__Aim of the exercise__. Report the count of lines containing the word "observe" in the entries below, and nothing more.

(Collected data)
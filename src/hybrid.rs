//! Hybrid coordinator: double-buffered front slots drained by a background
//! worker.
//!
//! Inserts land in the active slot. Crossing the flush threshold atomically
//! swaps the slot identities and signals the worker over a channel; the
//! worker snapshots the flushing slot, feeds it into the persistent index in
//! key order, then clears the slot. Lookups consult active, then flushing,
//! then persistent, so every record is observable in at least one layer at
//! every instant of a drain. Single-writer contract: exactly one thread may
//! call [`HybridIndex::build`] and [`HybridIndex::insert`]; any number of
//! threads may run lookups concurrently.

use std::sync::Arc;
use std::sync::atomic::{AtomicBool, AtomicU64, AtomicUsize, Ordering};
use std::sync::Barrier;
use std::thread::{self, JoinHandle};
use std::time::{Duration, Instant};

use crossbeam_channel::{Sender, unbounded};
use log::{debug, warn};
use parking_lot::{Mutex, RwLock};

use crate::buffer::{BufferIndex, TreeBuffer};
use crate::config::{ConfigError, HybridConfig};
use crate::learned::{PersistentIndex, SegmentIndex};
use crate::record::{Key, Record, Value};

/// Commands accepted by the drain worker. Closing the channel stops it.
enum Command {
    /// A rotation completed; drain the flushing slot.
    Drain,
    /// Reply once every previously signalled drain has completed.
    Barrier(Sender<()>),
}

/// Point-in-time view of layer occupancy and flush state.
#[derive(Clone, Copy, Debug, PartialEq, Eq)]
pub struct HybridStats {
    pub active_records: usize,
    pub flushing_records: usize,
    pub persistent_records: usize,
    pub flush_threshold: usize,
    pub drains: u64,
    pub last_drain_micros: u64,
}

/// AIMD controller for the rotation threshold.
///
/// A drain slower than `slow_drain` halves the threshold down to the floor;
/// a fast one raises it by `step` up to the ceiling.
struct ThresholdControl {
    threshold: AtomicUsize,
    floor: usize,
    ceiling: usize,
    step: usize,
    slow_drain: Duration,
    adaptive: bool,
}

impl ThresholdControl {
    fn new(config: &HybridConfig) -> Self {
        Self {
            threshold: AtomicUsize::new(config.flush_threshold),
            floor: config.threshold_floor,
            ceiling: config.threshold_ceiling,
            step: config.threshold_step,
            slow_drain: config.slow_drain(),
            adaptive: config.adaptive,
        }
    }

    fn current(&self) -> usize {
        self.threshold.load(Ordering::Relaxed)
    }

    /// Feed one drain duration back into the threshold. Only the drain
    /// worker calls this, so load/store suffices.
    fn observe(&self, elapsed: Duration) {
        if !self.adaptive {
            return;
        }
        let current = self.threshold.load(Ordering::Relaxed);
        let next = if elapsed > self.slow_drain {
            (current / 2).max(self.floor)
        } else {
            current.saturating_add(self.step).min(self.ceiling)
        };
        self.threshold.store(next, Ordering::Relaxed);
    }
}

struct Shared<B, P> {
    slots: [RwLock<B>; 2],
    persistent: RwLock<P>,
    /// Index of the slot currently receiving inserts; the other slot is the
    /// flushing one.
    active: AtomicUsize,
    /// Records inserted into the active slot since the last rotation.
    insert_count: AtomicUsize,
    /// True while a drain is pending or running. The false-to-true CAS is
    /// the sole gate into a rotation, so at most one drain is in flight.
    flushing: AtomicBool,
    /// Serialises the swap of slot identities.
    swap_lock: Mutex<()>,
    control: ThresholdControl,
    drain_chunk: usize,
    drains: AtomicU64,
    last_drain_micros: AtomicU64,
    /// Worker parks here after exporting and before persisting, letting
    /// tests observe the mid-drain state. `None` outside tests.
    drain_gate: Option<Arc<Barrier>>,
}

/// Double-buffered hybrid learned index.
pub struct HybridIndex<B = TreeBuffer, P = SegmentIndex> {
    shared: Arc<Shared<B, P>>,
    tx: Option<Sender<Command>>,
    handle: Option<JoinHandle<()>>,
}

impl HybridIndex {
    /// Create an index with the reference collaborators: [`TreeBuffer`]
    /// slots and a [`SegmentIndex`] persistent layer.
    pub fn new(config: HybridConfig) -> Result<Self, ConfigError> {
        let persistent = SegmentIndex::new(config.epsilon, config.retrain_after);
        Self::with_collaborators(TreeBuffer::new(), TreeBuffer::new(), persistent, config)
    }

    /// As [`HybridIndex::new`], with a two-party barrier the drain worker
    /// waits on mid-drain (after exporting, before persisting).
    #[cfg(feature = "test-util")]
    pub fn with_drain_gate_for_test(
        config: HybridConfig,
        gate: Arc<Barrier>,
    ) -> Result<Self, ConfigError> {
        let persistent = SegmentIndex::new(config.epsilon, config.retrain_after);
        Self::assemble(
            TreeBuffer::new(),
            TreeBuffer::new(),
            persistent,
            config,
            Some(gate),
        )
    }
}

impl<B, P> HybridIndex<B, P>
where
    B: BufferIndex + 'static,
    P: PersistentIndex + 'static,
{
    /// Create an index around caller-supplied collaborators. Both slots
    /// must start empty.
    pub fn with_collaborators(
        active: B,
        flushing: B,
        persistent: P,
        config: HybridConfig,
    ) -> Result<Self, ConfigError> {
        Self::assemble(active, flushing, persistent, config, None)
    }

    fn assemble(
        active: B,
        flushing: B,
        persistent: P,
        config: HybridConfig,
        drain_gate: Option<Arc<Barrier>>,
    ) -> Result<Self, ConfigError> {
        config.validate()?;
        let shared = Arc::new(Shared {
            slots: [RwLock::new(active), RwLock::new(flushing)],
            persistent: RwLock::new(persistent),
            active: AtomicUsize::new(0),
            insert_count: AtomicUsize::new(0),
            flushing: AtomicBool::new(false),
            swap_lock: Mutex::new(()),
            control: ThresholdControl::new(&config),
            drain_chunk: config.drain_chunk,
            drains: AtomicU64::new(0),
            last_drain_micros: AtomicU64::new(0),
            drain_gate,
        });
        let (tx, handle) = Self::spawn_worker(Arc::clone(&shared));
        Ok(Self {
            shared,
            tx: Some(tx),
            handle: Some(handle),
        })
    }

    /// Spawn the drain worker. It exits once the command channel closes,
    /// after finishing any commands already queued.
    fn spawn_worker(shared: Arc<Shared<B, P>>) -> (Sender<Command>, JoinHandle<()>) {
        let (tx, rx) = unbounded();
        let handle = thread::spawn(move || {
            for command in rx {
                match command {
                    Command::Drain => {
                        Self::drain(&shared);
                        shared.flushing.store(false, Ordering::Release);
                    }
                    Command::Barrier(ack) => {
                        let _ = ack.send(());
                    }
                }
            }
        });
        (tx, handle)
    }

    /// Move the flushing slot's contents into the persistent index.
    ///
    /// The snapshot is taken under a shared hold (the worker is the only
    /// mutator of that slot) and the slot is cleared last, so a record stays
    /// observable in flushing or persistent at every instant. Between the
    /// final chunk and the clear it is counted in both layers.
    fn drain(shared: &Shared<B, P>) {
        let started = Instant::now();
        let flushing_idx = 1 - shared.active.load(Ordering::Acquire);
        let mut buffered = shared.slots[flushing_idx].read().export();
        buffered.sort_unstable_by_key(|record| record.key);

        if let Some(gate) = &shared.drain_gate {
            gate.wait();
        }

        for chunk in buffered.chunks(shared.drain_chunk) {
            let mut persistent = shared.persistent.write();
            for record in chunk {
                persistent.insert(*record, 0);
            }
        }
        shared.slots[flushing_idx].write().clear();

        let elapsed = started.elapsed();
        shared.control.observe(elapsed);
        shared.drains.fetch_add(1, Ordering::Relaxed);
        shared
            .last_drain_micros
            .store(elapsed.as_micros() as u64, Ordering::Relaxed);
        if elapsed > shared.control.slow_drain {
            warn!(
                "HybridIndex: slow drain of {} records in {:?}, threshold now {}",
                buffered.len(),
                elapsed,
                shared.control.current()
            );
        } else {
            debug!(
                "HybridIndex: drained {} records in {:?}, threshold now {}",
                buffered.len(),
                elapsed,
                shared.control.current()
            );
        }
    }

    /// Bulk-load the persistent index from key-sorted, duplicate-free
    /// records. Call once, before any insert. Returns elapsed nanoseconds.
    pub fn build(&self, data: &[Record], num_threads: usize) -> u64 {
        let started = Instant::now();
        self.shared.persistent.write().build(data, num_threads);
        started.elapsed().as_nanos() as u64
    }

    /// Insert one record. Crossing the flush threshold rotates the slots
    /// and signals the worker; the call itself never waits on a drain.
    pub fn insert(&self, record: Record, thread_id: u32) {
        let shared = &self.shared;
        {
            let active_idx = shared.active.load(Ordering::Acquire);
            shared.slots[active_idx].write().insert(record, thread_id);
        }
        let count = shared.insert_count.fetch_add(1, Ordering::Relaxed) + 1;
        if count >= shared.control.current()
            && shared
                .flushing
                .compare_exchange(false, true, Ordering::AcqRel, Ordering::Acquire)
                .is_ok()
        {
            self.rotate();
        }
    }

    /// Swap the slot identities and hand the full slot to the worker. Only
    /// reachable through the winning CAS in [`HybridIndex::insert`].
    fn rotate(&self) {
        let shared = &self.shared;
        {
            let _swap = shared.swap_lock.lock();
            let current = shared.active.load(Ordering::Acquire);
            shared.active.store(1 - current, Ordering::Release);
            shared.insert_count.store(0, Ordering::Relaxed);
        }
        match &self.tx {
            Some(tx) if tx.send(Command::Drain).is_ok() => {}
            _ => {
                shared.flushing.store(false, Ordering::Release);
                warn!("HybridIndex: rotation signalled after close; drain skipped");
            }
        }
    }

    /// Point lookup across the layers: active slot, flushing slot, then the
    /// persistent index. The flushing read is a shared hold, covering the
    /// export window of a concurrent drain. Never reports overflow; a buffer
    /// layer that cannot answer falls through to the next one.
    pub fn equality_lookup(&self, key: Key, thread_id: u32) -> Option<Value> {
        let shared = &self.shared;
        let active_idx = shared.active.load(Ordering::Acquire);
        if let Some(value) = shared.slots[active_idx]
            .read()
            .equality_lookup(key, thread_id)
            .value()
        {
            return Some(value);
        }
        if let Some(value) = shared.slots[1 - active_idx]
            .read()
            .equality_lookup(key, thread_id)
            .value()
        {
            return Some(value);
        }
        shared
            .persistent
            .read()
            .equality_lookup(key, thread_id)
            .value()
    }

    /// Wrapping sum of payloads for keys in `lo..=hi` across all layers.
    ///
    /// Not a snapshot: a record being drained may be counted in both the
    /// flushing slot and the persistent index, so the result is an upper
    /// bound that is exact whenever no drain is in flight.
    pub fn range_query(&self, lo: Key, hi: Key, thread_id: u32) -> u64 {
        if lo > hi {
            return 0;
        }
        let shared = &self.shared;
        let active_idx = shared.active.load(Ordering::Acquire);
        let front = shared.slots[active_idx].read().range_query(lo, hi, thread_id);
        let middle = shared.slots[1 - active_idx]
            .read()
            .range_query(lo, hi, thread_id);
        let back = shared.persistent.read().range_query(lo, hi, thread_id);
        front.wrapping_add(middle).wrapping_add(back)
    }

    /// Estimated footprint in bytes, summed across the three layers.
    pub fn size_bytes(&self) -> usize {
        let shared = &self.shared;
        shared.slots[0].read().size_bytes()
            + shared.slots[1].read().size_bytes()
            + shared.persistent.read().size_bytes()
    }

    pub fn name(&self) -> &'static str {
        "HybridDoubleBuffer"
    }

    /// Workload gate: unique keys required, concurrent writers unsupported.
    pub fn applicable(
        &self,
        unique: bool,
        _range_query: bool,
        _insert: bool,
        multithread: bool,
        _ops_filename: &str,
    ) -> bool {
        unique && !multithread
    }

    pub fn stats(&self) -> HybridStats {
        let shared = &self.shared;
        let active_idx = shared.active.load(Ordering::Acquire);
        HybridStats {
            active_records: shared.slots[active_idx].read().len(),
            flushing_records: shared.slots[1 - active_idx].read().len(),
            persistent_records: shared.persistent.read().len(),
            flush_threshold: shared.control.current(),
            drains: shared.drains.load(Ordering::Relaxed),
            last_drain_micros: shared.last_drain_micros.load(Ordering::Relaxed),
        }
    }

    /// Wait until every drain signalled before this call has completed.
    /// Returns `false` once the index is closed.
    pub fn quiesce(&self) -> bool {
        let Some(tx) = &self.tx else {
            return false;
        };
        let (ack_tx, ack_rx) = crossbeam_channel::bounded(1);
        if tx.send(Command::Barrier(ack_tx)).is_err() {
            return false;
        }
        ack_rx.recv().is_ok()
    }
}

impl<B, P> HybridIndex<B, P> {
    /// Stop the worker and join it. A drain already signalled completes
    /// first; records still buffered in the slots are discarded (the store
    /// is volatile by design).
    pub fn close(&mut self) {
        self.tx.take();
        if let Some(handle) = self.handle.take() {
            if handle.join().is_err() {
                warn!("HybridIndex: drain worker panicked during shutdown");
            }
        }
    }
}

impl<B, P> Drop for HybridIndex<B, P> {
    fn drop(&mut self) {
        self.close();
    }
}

__Finished task__. 3